Aim of the task: The task requires restating, word for word, the lines of the entries below from the one containing "generator already follows." through the final one, both included.

Saved data entries:
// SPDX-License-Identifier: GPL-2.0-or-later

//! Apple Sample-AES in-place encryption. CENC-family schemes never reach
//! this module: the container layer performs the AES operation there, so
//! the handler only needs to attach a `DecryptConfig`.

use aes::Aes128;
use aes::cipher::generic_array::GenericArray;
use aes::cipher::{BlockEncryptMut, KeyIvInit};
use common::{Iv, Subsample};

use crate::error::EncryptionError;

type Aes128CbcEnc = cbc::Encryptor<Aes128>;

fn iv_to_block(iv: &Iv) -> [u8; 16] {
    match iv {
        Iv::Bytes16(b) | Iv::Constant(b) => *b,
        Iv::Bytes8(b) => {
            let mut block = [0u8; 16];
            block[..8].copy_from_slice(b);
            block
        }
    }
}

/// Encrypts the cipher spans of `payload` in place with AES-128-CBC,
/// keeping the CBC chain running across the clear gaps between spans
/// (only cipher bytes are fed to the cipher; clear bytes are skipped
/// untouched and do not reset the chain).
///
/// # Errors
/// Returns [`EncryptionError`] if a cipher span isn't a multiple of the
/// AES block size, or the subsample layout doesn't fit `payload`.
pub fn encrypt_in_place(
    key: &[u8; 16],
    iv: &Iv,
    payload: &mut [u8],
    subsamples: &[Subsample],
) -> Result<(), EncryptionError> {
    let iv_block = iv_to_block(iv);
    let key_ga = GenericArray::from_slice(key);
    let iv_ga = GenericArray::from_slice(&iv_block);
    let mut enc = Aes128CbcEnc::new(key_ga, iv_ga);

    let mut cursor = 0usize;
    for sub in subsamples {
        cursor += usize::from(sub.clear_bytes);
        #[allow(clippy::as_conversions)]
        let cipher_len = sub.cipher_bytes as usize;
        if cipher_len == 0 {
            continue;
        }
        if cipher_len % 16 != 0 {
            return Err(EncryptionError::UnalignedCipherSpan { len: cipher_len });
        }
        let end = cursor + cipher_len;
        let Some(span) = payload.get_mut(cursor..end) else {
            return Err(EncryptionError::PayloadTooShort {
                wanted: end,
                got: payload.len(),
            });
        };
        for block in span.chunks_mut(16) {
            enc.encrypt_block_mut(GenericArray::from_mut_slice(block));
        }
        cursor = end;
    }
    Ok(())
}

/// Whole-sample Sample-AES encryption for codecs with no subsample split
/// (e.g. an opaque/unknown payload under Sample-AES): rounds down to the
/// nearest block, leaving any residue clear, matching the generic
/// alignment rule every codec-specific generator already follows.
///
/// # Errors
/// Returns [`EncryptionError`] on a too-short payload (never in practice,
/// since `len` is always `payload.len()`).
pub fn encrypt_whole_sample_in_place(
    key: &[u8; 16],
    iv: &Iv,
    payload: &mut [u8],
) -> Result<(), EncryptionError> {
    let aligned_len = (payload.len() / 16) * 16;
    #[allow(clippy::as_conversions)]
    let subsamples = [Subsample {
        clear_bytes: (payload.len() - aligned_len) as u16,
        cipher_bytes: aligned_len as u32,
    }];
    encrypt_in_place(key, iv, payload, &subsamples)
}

Final answer:
/// alignment rule every codec-specific generator already follows.
///
/// # Errors
/// Returns [`EncryptionError`] on a too-short payload (never in practice,
/// since `len` is always `payload.len()`).
pub fn encrypt_whole_sample_in_place(
    key: &[u8; 16],
    iv: &Iv,
    payload: &mut [u8],
) -> Result<(), EncryptionError> {
    let aligned_len = (payload.len() / 16) * 16;
    #[allow(clippy::as_conversions)]
    let subsamples = [Subsample {
        clear_bytes: (payload.len() - aligned_len) as u16,
        cipher_bytes: aligned_len as u32,
    }];
    encrypt_in_place(key, iv, payload, &subsamples)
}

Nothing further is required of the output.